**DESCRIPTION OF THE TASK:** Reproduce only the lines of the material below that start at the line containing "be tagged with." and stop at the line containing "pub fn color(mut". Keep both end lines.

BEGIN DATA UNDER STUDY

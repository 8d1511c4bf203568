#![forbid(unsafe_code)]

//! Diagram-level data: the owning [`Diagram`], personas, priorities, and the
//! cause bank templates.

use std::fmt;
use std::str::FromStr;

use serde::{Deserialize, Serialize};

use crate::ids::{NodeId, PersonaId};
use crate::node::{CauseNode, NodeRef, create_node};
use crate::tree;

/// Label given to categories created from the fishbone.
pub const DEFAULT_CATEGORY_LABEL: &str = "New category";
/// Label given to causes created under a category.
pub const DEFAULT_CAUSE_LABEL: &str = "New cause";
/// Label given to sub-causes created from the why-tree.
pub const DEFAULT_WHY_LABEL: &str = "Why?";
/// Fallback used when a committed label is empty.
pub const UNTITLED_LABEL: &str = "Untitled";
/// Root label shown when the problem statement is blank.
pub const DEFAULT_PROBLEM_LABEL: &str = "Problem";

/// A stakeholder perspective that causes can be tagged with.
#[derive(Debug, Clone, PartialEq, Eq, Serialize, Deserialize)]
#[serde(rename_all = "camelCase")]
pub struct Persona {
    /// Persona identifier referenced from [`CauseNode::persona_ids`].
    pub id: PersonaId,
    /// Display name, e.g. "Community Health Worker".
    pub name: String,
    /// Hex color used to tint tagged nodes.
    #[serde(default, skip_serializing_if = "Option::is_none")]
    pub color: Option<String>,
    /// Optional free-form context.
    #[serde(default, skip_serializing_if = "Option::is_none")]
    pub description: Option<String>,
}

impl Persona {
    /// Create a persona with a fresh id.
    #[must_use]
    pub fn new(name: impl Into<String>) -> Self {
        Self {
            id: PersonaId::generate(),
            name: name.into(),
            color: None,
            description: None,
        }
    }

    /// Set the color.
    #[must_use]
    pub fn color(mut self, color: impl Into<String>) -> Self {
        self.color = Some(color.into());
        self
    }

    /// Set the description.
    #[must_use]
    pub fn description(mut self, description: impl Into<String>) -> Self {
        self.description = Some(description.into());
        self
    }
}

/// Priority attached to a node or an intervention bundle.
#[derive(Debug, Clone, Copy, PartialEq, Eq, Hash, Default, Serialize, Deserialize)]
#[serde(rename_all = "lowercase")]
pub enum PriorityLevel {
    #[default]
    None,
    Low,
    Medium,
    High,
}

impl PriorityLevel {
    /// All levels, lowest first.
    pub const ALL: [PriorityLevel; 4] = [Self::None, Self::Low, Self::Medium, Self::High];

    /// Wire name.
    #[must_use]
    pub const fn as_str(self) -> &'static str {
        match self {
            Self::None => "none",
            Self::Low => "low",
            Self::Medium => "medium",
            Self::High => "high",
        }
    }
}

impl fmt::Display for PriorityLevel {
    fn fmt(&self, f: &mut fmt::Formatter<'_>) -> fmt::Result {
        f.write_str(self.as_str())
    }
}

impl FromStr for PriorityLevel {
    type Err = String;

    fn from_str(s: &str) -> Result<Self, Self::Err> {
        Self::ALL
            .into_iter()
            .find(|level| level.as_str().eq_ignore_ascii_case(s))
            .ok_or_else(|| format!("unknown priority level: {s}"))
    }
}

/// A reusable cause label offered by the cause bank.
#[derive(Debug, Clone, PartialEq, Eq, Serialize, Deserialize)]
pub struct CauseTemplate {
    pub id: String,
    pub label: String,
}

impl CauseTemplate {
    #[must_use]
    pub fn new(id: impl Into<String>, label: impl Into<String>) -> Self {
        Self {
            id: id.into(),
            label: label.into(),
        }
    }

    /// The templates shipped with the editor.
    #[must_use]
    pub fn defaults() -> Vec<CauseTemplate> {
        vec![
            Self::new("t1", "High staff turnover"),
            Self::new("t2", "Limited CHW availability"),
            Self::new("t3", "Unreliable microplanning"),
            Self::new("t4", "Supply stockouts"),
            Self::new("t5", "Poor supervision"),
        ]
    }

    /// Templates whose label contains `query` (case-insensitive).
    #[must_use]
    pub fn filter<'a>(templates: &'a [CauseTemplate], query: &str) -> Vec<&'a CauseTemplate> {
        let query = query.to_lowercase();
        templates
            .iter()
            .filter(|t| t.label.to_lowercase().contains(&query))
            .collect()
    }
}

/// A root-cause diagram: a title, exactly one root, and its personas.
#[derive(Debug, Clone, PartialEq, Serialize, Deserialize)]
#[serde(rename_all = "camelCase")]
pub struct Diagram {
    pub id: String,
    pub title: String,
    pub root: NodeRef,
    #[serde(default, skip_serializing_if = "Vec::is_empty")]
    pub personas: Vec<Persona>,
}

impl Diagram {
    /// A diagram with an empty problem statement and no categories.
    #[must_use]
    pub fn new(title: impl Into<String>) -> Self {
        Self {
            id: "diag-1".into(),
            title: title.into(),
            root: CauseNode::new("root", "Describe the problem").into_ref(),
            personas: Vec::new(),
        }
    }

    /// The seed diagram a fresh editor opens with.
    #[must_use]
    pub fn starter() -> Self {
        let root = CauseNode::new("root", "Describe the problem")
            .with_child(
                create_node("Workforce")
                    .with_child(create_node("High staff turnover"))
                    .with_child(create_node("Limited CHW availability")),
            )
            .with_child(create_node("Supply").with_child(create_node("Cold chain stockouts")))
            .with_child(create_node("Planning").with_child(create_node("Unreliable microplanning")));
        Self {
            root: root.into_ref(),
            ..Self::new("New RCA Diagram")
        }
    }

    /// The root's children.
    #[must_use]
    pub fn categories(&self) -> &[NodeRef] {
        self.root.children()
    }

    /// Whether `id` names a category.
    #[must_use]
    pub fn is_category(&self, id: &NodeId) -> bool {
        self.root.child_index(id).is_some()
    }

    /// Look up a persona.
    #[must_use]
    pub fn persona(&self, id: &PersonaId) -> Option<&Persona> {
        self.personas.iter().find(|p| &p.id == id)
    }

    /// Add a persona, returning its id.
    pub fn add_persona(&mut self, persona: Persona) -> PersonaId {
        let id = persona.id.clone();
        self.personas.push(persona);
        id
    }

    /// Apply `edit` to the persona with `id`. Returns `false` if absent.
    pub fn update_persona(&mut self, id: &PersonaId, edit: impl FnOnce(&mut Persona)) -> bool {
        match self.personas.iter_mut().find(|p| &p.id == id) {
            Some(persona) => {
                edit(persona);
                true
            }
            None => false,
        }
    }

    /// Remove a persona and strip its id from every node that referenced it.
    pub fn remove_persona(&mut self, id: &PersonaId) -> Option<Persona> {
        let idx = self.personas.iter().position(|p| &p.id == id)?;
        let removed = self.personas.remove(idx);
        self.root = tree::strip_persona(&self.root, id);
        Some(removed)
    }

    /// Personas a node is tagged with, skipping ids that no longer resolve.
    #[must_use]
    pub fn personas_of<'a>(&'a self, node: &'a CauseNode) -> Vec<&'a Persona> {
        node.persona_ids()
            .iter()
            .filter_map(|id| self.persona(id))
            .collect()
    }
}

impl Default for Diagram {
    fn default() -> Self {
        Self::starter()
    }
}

END DATA UNDER STUDY

**YOUR SOLUTION:**
/// A stakeholder perspective that causes can be tagged with.
#[derive(Debug, Clone, PartialEq, Eq, Serialize, Deserialize)]
#[serde(rename_all = "camelCase")]
pub struct Persona {
    /// Persona identifier referenced from [`CauseNode::persona_ids`].
    pub id: PersonaId,
    /// Display name, e.g. "Community Health Worker".
    pub name: String,
    /// Hex color used to tint tagged nodes.
    #[serde(default, skip_serializing_if = "Option::is_none")]
    pub color: Option<String>,
    /// Optional free-form context.
    #[serde(default, skip_serializing_if = "Option::is_none")]
    pub description: Option<String>,
}

impl Persona {
    /// Create a persona with a fresh id.
    #[must_use]
    pub fn new(name: impl Into<String>) -> Self {
        Self {
            id: PersonaId::generate(),
            name: name.into(),
            color: None,
            description: None,
        }
    }

    /// Set the color.
    #[must_use]
    pub fn color(mut self, color: impl Into<String>) -> Self {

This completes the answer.